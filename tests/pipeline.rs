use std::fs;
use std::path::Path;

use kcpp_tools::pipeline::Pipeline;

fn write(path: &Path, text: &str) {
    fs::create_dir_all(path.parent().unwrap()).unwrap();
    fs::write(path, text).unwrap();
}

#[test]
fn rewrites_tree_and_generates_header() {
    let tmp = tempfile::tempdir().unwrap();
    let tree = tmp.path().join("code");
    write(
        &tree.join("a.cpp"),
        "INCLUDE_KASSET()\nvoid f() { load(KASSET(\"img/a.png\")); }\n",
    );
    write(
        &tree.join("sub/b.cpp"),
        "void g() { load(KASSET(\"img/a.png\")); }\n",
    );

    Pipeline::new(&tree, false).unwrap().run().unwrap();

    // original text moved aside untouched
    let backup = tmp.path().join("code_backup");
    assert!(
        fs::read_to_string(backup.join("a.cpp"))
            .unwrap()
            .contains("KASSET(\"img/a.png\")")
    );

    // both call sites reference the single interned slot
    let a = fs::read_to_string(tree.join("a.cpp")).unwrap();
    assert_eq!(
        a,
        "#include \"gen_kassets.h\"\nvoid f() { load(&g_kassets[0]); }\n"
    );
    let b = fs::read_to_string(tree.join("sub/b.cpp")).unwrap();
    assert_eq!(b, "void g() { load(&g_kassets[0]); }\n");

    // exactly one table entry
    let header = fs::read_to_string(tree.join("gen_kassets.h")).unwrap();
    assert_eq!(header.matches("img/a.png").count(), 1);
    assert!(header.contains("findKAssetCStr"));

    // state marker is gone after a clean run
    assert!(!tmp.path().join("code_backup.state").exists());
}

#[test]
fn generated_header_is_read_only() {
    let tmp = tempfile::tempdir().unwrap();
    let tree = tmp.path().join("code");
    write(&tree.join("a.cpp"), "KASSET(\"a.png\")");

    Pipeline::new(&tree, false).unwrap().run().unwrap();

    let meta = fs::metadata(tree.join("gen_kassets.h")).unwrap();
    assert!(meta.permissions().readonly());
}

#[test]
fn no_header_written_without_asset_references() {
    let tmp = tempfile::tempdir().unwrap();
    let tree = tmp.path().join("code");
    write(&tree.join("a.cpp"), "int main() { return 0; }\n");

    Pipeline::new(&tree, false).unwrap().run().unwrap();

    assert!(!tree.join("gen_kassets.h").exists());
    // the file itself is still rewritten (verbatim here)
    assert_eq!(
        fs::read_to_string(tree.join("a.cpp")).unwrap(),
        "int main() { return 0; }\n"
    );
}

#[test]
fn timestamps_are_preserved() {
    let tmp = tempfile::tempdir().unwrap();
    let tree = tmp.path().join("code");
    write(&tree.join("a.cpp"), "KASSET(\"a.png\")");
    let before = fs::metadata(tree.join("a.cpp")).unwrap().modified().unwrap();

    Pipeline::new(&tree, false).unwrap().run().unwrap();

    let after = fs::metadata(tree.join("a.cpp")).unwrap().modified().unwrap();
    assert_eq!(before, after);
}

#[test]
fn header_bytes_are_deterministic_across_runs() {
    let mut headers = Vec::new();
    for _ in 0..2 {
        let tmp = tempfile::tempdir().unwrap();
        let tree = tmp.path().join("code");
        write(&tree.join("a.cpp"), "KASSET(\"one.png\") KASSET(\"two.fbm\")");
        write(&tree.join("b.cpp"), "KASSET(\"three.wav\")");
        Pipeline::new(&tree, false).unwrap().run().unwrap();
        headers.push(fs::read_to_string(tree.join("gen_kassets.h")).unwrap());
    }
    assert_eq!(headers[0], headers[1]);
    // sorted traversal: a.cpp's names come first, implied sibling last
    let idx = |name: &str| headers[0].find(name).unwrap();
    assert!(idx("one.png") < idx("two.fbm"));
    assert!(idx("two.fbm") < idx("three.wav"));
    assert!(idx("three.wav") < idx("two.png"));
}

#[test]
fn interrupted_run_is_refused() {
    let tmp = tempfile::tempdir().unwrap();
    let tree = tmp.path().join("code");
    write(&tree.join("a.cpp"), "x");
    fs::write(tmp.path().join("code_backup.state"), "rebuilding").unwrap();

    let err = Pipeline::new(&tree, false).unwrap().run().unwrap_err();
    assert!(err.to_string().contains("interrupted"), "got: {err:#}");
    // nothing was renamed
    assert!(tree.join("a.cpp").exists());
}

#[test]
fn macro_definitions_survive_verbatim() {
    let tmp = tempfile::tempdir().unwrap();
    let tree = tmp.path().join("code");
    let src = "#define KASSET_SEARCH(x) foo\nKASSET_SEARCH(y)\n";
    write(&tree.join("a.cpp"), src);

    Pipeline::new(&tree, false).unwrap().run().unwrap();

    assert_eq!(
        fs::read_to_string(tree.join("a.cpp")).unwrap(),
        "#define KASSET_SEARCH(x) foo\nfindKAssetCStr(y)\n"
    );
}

──────────

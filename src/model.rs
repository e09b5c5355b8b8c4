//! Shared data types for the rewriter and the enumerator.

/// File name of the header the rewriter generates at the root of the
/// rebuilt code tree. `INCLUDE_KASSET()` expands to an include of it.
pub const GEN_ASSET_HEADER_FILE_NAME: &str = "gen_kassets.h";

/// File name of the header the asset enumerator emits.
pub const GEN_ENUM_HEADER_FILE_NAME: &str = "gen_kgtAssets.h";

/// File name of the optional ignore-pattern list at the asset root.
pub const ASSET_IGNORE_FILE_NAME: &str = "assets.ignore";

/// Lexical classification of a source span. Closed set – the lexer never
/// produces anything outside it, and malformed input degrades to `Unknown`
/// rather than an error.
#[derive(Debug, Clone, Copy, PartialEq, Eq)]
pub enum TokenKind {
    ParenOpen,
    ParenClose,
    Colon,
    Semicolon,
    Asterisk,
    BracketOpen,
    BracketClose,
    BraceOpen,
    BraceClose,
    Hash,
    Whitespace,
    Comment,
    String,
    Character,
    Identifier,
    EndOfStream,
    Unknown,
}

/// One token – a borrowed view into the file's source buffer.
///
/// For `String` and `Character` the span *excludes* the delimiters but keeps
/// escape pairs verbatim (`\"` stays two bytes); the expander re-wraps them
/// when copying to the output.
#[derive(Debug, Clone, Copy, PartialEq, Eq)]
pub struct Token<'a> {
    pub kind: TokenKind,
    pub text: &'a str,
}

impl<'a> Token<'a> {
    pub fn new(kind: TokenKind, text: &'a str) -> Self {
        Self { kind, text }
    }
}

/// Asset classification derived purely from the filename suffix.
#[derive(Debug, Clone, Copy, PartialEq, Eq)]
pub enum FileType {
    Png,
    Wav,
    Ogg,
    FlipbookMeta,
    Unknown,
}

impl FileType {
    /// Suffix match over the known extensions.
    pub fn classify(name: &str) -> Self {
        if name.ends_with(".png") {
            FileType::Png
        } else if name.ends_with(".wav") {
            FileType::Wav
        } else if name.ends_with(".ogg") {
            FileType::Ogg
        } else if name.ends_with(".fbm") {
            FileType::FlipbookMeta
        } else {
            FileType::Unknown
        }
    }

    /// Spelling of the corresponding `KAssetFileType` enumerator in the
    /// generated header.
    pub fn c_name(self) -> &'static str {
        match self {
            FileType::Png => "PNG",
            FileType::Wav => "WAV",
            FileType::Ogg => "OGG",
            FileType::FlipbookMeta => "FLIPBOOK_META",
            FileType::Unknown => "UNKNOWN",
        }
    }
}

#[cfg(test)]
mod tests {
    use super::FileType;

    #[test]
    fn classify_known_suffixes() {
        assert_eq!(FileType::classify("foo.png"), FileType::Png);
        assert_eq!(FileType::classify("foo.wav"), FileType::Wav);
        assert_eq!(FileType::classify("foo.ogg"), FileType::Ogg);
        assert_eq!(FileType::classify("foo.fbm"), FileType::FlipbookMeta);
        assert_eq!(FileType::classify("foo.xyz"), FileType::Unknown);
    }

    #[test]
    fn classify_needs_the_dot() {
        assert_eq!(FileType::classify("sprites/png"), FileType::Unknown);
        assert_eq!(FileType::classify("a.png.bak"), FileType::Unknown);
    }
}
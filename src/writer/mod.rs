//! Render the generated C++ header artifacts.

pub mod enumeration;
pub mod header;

──────────

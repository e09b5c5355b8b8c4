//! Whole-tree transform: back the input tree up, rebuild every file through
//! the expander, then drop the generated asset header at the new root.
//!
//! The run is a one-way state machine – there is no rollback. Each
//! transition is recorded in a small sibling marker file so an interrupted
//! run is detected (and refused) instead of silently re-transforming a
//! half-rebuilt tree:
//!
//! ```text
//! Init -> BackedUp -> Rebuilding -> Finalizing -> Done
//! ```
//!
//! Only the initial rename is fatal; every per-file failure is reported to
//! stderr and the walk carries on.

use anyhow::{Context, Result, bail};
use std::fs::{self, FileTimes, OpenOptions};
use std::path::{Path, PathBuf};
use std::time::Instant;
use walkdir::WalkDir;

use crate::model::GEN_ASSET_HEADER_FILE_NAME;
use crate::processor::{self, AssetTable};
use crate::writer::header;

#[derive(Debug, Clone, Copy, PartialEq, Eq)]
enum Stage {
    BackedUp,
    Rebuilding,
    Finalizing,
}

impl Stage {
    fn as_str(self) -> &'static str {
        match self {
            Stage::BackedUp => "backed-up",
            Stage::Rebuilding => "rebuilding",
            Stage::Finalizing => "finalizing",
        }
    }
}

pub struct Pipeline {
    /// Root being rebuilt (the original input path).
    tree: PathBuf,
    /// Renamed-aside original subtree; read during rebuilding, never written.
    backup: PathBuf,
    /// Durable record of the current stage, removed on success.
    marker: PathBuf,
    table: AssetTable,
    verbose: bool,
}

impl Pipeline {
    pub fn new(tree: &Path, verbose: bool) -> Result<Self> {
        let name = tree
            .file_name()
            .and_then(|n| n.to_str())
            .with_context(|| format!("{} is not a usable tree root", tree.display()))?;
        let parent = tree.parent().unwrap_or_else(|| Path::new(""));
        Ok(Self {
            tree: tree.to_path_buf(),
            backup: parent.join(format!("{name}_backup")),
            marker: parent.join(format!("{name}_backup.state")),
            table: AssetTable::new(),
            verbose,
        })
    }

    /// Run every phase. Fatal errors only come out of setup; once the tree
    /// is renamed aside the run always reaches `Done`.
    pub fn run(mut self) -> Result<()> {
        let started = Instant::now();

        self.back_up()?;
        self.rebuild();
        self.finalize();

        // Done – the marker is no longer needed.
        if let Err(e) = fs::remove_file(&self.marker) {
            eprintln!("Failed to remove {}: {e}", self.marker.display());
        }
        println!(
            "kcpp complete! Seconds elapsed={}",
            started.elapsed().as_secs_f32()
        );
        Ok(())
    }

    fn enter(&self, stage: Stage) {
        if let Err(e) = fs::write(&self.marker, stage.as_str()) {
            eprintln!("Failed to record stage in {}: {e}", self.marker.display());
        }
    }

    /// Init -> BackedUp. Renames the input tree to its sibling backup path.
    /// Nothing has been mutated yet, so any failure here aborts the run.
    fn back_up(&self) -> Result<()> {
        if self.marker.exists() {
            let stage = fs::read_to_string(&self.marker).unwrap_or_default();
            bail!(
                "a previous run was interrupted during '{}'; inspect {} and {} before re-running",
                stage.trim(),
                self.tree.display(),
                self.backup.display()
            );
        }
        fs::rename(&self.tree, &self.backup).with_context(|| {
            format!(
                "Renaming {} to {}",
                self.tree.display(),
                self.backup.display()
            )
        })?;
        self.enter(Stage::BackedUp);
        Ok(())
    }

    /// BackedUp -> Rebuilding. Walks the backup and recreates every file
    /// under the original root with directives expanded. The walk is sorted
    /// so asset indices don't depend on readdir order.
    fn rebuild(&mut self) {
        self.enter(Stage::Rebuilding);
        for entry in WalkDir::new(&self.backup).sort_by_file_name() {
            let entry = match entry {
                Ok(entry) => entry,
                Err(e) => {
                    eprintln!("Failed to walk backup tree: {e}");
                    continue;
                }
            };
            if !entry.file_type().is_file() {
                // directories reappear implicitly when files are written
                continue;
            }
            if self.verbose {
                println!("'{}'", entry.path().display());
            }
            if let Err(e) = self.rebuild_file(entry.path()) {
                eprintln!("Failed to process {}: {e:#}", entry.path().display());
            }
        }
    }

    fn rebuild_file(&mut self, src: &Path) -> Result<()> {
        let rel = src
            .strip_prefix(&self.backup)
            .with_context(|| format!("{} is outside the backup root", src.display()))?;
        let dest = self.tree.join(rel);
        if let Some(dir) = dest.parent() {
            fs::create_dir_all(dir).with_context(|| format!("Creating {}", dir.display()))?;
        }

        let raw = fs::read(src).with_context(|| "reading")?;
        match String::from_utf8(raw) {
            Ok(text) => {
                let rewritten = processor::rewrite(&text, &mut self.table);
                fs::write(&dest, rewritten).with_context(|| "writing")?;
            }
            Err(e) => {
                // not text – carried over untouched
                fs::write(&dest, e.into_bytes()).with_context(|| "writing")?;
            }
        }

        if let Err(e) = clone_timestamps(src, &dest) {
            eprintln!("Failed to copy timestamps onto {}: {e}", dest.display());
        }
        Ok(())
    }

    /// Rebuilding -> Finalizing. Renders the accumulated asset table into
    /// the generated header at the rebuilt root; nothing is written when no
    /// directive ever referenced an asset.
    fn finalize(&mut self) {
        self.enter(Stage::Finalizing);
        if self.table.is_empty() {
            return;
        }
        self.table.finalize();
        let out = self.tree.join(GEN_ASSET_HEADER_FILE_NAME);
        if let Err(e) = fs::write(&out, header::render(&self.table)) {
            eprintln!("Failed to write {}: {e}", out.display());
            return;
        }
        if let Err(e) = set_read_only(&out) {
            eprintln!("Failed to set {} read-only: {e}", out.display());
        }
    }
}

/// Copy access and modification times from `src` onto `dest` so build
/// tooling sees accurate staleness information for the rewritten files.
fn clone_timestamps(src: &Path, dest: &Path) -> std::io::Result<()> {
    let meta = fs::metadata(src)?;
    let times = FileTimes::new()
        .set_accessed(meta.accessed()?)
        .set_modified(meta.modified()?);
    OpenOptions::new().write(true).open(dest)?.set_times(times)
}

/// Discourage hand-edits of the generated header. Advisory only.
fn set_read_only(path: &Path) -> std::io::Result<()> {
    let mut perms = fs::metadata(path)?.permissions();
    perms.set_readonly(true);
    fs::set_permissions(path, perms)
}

──────────

Which lines above contain the word "onto"? Copy all of them.

            eprintln!("Failed to copy timestamps onto {}: {e}", dest.display());
/// Copy access and modification times from `src` onto `dest` so build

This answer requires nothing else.